***** Record set

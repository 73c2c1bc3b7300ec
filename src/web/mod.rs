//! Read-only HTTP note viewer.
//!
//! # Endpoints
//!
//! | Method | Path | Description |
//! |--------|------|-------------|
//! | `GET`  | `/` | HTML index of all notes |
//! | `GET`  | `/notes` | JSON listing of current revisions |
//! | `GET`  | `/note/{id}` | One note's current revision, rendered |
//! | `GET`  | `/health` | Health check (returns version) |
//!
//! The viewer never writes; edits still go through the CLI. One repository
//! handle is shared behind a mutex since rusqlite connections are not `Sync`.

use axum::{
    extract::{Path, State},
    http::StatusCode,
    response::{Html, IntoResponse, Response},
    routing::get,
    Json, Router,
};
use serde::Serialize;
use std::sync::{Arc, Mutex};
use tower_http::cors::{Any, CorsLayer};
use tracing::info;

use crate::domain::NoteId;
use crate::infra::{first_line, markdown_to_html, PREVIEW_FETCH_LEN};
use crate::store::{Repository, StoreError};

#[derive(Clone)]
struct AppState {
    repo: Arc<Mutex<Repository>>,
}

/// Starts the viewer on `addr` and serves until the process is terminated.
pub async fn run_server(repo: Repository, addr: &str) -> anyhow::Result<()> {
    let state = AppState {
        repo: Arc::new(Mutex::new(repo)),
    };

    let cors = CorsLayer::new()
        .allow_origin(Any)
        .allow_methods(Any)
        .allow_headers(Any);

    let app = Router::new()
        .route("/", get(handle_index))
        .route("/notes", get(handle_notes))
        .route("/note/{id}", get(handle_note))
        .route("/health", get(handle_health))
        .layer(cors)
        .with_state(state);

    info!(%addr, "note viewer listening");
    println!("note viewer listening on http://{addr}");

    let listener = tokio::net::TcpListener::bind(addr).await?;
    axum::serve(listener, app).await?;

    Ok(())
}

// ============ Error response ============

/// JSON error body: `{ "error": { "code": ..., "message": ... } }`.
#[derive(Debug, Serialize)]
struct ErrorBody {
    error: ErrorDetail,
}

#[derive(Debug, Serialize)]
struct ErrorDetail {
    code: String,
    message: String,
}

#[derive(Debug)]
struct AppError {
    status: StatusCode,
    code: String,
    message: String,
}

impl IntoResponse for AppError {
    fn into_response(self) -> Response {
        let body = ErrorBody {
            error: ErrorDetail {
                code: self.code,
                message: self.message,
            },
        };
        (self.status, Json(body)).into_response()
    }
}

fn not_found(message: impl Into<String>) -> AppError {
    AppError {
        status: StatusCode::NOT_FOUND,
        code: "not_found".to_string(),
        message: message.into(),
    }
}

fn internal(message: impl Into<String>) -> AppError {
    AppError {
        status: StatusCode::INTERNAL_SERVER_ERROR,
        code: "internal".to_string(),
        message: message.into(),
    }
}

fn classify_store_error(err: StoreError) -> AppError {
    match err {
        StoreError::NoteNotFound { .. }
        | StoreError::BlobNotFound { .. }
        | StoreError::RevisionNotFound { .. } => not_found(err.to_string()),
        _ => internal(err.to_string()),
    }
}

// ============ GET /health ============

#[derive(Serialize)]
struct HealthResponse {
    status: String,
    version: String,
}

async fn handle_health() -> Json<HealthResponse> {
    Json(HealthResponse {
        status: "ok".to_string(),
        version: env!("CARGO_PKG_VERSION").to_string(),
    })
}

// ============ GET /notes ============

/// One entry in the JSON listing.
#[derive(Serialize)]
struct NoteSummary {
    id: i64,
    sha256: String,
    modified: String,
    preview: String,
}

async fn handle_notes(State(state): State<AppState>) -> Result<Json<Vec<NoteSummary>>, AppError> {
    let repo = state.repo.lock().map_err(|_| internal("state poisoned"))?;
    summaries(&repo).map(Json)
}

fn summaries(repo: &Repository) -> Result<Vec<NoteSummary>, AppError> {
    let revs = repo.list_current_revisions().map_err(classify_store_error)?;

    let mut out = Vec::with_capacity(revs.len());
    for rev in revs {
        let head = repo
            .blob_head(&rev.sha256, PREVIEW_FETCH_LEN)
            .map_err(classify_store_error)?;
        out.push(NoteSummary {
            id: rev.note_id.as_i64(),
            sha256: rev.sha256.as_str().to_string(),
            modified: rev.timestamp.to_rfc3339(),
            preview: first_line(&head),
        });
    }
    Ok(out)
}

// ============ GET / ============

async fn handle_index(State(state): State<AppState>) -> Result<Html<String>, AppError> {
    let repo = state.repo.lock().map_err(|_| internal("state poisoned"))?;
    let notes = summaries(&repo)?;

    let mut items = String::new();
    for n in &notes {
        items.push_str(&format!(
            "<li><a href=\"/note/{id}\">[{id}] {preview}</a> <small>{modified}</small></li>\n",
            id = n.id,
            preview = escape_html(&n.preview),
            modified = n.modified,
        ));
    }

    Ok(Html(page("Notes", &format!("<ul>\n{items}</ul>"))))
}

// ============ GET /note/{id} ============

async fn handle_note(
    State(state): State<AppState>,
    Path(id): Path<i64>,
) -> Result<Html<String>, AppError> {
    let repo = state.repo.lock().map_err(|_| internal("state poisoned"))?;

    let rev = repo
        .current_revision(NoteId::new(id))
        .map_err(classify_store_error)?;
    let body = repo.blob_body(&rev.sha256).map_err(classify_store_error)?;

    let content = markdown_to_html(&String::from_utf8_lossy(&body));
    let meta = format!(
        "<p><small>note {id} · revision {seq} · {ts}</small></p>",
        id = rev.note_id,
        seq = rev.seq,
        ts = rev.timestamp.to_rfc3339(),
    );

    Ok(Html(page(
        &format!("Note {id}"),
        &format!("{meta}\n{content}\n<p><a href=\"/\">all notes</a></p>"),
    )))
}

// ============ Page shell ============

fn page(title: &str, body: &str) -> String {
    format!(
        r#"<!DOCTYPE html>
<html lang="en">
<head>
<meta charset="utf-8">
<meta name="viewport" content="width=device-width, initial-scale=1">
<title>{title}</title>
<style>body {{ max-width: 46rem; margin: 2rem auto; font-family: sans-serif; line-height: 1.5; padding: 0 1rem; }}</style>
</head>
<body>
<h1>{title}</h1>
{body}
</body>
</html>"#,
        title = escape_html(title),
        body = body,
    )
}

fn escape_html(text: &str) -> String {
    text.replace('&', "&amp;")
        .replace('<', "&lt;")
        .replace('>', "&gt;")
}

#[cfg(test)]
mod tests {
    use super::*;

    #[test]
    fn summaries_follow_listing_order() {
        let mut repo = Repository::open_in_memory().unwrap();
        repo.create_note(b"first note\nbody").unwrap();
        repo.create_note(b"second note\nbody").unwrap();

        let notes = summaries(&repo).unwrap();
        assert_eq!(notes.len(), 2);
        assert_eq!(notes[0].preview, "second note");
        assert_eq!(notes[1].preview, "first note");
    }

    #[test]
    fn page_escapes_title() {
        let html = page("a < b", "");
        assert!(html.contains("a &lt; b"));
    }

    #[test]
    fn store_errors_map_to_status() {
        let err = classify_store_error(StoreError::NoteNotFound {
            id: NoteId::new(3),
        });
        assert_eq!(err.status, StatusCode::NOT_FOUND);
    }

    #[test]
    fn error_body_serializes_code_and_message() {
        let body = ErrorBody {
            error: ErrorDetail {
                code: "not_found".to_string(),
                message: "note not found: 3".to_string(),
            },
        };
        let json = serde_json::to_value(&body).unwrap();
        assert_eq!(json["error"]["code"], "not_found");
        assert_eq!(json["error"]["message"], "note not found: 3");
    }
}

**********

Task prompt ::
What is needed is a word-for-word copy of all the entries.

Final answer ::
repository 73c2c1bc3b7300ec
filename src/web/mod.rs
//! Read-only HTTP note viewer.
//!
//! # Endpoints
//!
//! | Method | Path | Description |
//! |--------|------|-------------|
//! | `GET`  | `/` | HTML index of all notes |
//! | `GET`  | `/notes` | JSON listing of current revisions |
//! | `GET`  | `/note/{id}` | One note's current revision, rendered |
//! | `GET`  | `/health` | Health check (returns version) |
//!
//! The viewer never writes; edits still go through the CLI. One repository
//! handle is shared behind a mutex since rusqlite connections are not `Sync`.

use axum::{
    extract::{Path, State},
    http::StatusCode,
    response::{Html, IntoResponse, Response},
    routing::get,
    Json, Router,
};
use serde::Serialize;
use std::sync::{Arc, Mutex};
use tower_http::cors::{Any, CorsLayer};
use tracing::info;

use crate::domain::NoteId;
use crate::infra::{first_line, markdown_to_html, PREVIEW_FETCH_LEN};
use crate::store::{Repository, StoreError};

#[derive(Clone)]
struct AppState {
    repo: Arc<Mutex<Repository>>,
}

/// Starts the viewer on `addr` and serves until the process is terminated.
pub async fn run_server(repo: Repository, addr: &str) -> anyhow::Result<()> {
    let state = AppState {
        repo: Arc::new(Mutex::new(repo)),
    };

    let cors = CorsLayer::new()
        .allow_origin(Any)
        .allow_methods(Any)
        .allow_headers(Any);

    let app = Router::new()
        .route("/", get(handle_index))
        .route("/notes", get(handle_notes))
        .route("/note/{id}", get(handle_note))
        .route("/health", get(handle_health))
        .layer(cors)
        .with_state(state);

    info!(%addr, "note viewer listening");
    println!("note viewer listening on http://{addr}");

    let listener = tokio::net::TcpListener::bind(addr).await?;
    axum::serve(listener, app).await?;

    Ok(())
}

// ============ Error response ============

/// JSON error body: `{ "error": { "code": ..., "message": ... } }`.
#[derive(Debug, Serialize)]
struct ErrorBody {
    error: ErrorDetail,
}

#[derive(Debug, Serialize)]
struct ErrorDetail {
    code: String,
    message: String,
}

#[derive(Debug)]
struct AppError {
    status: StatusCode,
    code: String,
    message: String,
}

impl IntoResponse for AppError {
    fn into_response(self) -> Response {
        let body = ErrorBody {
            error: ErrorDetail {
                code: self.code,
                message: self.message,
            },
        };
        (self.status, Json(body)).into_response()
    }
}

fn not_found(message: impl Into<String>) -> AppError {
    AppError {
        status: StatusCode::NOT_FOUND,
        code: "not_found".to_string(),
        message: message.into(),
    }
}

fn internal(message: impl Into<String>) -> AppError {
    AppError {
        status: StatusCode::INTERNAL_SERVER_ERROR,
        code: "internal".to_string(),
        message: message.into(),
    }
}

fn classify_store_error(err: StoreError) -> AppError {
    match err {
        StoreError::NoteNotFound { .. }
        | StoreError::BlobNotFound { .. }
        | StoreError::RevisionNotFound { .. } => not_found(err.to_string()),
        _ => internal(err.to_string()),
    }
}

// ============ GET /health ============

#[derive(Serialize)]
struct HealthResponse {
    status: String,
    version: String,
}

async fn handle_health() -> Json<HealthResponse> {
    Json(HealthResponse {
        status: "ok".to_string(),
        version: env!("CARGO_PKG_VERSION").to_string(),
    })
}

// ============ GET /notes ============

/// One entry in the JSON listing.
#[derive(Serialize)]
struct NoteSummary {
    id: i64,
    sha256: String,
    modified: String,
    preview: String,
}

async fn handle_notes(State(state): State<AppState>) -> Result<Json<Vec<NoteSummary>>, AppError> {
    let repo = state.repo.lock().map_err(|_| internal("state poisoned"))?;
    summaries(&repo).map(Json)
}

fn summaries(repo: &Repository) -> Result<Vec<NoteSummary>, AppError> {
    let revs = repo.list_current_revisions().map_err(classify_store_error)?;

    let mut out = Vec::with_capacity(revs.len());
    for rev in revs {
        let head = repo
            .blob_head(&rev.sha256, PREVIEW_FETCH_LEN)
            .map_err(classify_store_error)?;
        out.push(NoteSummary {
            id: rev.note_id.as_i64(),
            sha256: rev.sha256.as_str().to_string(),
            modified: rev.timestamp.to_rfc3339(),
            preview: first_line(&head),
        });
    }
    Ok(out)
}

// ============ GET / ============

async fn handle_index(State(state): State<AppState>) -> Result<Html<String>, AppError> {
    let repo = state.repo.lock().map_err(|_| internal("state poisoned"))?;
    let notes = summaries(&repo)?;

    let mut items = String::new();
    for n in &notes {
        items.push_str(&format!(
            "<li><a href=\"/note/{id}\">[{id}] {preview}</a> <small>{modified}</small></li>\n",
            id = n.id,
            preview = escape_html(&n.preview),
            modified = n.modified,
        ));
    }

    Ok(Html(page("Notes", &format!("<ul>\n{items}</ul>"))))
}

// ============ GET /note/{id} ============

async fn handle_note(
    State(state): State<AppState>,
    Path(id): Path<i64>,
) -> Result<Html<String>, AppError> {
    let repo = state.repo.lock().map_err(|_| internal("state poisoned"))?;

    let rev = repo
        .current_revision(NoteId::new(id))
        .map_err(classify_store_error)?;
    let body = repo.blob_body(&rev.sha256).map_err(classify_store_error)?;

    let content = markdown_to_html(&String::from_utf8_lossy(&body));
    let meta = format!(
        "<p><small>note {id} · revision {seq} · {ts}</small></p>",
        id = rev.note_id,
        seq = rev.seq,
        ts = rev.timestamp.to_rfc3339(),
    );

    Ok(Html(page(
        &format!("Note {id}"),
        &format!("{meta}\n{content}\n<p><a href=\"/\">all notes</a></p>"),
    )))
}

// ============ Page shell ============

fn page(title: &str, body: &str) -> String {
    format!(
        r#"<!DOCTYPE html>
<html lang="en">
<head>
<meta charset="utf-8">
<meta name="viewport" content="width=device-width, initial-scale=1">
<title>{title}</title>
<style>body {{ max-width: 46rem; margin: 2rem auto; font-family: sans-serif; line-height: 1.5; padding: 0 1rem; }}</style>
</head>
<body>
<h1>{title}</h1>
{body}
</body>
</html>"#,
        title = escape_html(title),
        body = body,
    )
}

fn escape_html(text: &str) -> String {
    text.replace('&', "&amp;")
        .replace('<', "&lt;")
        .replace('>', "&gt;")
}

#[cfg(test)]
mod tests {
    use super::*;

    #[test]
    fn summaries_follow_listing_order() {
        let mut repo = Repository::open_in_memory().unwrap();
        repo.create_note(b"first note\nbody").unwrap();
        repo.create_note(b"second note\nbody").unwrap();

        let notes = summaries(&repo).unwrap();
        assert_eq!(notes.len(), 2);
        assert_eq!(notes[0].preview, "second note");
        assert_eq!(notes[1].preview, "first note");
    }

    #[test]
    fn page_escapes_title() {
        let html = page("a < b", "");
        assert!(html.contains("a &lt; b"));
    }

    #[test]
    fn store_errors_map_to_status() {
        let err = classify_store_error(StoreError::NoteNotFound {
            id: NoteId::new(3),
        });
        assert_eq!(err.status, StatusCode::NOT_FOUND);
    }

    #[test]
    fn error_body_serializes_code_and_message() {
        let body = ErrorBody {
            error: ErrorDetail {
                code: "not_found".to_string(),
                message: "note not found: 3".to_string(),
            },
        };
        let json = serde_json::to_value(&body).unwrap();
        assert_eq!(json["error"]["code"], "not_found");
        assert_eq!(json["error"]["message"], "note not found: 3");
    }
}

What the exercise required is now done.